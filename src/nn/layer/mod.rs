/*
 * @Description  : 网络层。每层是一个纯函数：
 *                 - `forward`：输入 -> 输出；
 *                 - `backward`：(输入, 输出梯度) -> (输入梯度, 参数梯度)。
 *                 层本身不缓存任何中间结果，前向所需的中间量由`Sequential`的`Trace`保存。
 */

mod activation;
mod conv2d;
mod resample;

pub use activation::{LeakyRelu, Relu, Tanh, VggPreprocess};
pub use conv2d::Conv2d;
pub use resample::{MaxPool2d, Upsample2x};

use super::parameter::{Gradients, Parameter};
use crate::errors::TensorError;
use crate::tensor::Tensor;
use enum_dispatch::enum_dispatch;

/// 单层反向传播的结果
#[derive(Debug, Clone)]
pub struct LayerGrads {
    /// 对该层输入的梯度
    pub input: Tensor,
    /// (参数名, 梯度)；无参数层或未请求参数梯度时为空
    pub params: Vec<(String, Tensor)>,
}

impl LayerGrads {
    pub fn input_only(input: Tensor) -> Self {
        Self {
            input,
            params: vec![],
        }
    }
}

#[enum_dispatch]
pub trait Layer {
    fn forward(&self, input: &Tensor) -> Result<Tensor, TensorError>;

    /// `with_params`为false时只计算输入梯度
    fn backward(
        &self,
        input: &Tensor,
        grad_output: &Tensor,
        with_params: bool,
    ) -> Result<LayerGrads, TensorError>;

    fn parameters(&self) -> Vec<&Parameter> {
        vec![]
    }

    fn parameters_mut(&mut self) -> Vec<&mut Parameter> {
        vec![]
    }
}

#[enum_dispatch(Layer)]
#[derive(Debug, Clone)]
pub enum LayerKind {
    Conv2d,
    LeakyRelu,
    Relu,
    Tanh,
    VggPreprocess,
    MaxPool2d,
    Upsample2x,
}

/// 一次前向计算的轨迹：每层的输入及最终输出
#[derive(Debug, Clone)]
pub struct Trace {
    inputs: Vec<Tensor>,
    output: Tensor,
}

impl Trace {
    pub fn output(&self) -> &Tensor {
        &self.output
    }

    pub fn into_output(self) -> Tensor {
        self.output
    }

    /// 第`index`层的输入（即第`index-1`层的输出）
    pub fn layer_input(&self, index: usize) -> Option<&Tensor> {
        self.inputs.get(index)
    }
}

/// 顺序堆叠的层
#[derive(Debug, Clone, Default)]
pub struct Sequential {
    layers: Vec<LayerKind>,
}

impl Sequential {
    pub fn new() -> Self {
        Self::default()
    }

    pub fn push(mut self, layer: impl Into<LayerKind>) -> Self {
        self.layers.push(layer.into());
        self
    }

    pub fn len(&self) -> usize {
        self.layers.len()
    }

    pub fn is_empty(&self) -> bool {
        self.layers.is_empty()
    }

    pub fn forward(&self, input: &Tensor) -> Result<Tensor, TensorError> {
        let mut x = input.clone();
        for layer in &self.layers {
            x = layer.forward(&x)?;
        }
        Ok(x)
    }

    pub fn forward_trace(&self, input: &Tensor) -> Result<Trace, TensorError> {
        let mut inputs = Vec::with_capacity(self.layers.len());
        let mut x = input.clone();
        for layer in &self.layers {
            let y = layer.forward(&x)?;
            inputs.push(x);
            x = y;
        }
        Ok(Trace { inputs, output: x })
    }

    /// 从输出梯度反向传播到输入。传入`grads`时，参数梯度累加到其中。
    pub fn backward(
        &self,
        trace: &Trace,
        grad_output: &Tensor,
        mut grads: Option<&mut Gradients>,
    ) -> Result<Tensor, TensorError> {
        TensorError::check_same_shape("反向传播的输出梯度", trace.output.shape(), grad_output.shape())?;
        let mut grad = grad_output.clone();
        for (layer, input) in self.layers.iter().zip(&trace.inputs).rev() {
            let layer_grads = layer.backward(input, &grad, grads.is_some())?;
            if let Some(g) = grads.as_deref_mut() {
                for (name, param_grad) in &layer_grads.params {
                    g.accumulate(name, param_grad)?;
                }
            }
            grad = layer_grads.input;
        }
        Ok(grad)
    }

    pub fn parameters(&self) -> Vec<&Parameter> {
        self.layers.iter().flat_map(|l| l.parameters()).collect()
    }

    pub fn parameters_mut(&mut self) -> Vec<&mut Parameter> {
        self.layers
            .iter_mut()
            .flat_map(|l| l.parameters_mut())
            .collect()
    }
}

==========

§ DIRECTIONS FOR THIS TASK: The lines to retype, exactly and only, run from the first line of the material through the line with "-> Result<Tensor, TensorError>;".

§ WORKED SOLUTION:
filename src/nn/layer/mod.rs
/*
 * @Description  : 网络层。每层是一个纯函数：
 *                 - `forward`：输入 -> 输出；
 *                 - `backward`：(输入, 输出梯度) -> (输入梯度, 参数梯度)。
 *                 层本身不缓存任何中间结果，前向所需的中间量由`Sequential`的`Trace`保存。
 */

mod activation;
mod conv2d;
mod resample;

pub use activation::{LeakyRelu, Relu, Tanh, VggPreprocess};
pub use conv2d::Conv2d;
pub use resample::{MaxPool2d, Upsample2x};

use super::parameter::{Gradients, Parameter};
use crate::errors::TensorError;
use crate::tensor::Tensor;
use enum_dispatch::enum_dispatch;

/// 单层反向传播的结果
#[derive(Debug, Clone)]
pub struct LayerGrads {
    /// 对该层输入的梯度
    pub input: Tensor,
    /// (参数名, 梯度)；无参数层或未请求参数梯度时为空
    pub params: Vec<(String, Tensor)>,
}

impl LayerGrads {
    pub fn input_only(input: Tensor) -> Self {
        Self {
            input,
            params: vec![],
        }
    }
}

#[enum_dispatch]
pub trait Layer {
    fn forward(&self, input: &Tensor) -> Result<Tensor, TensorError>;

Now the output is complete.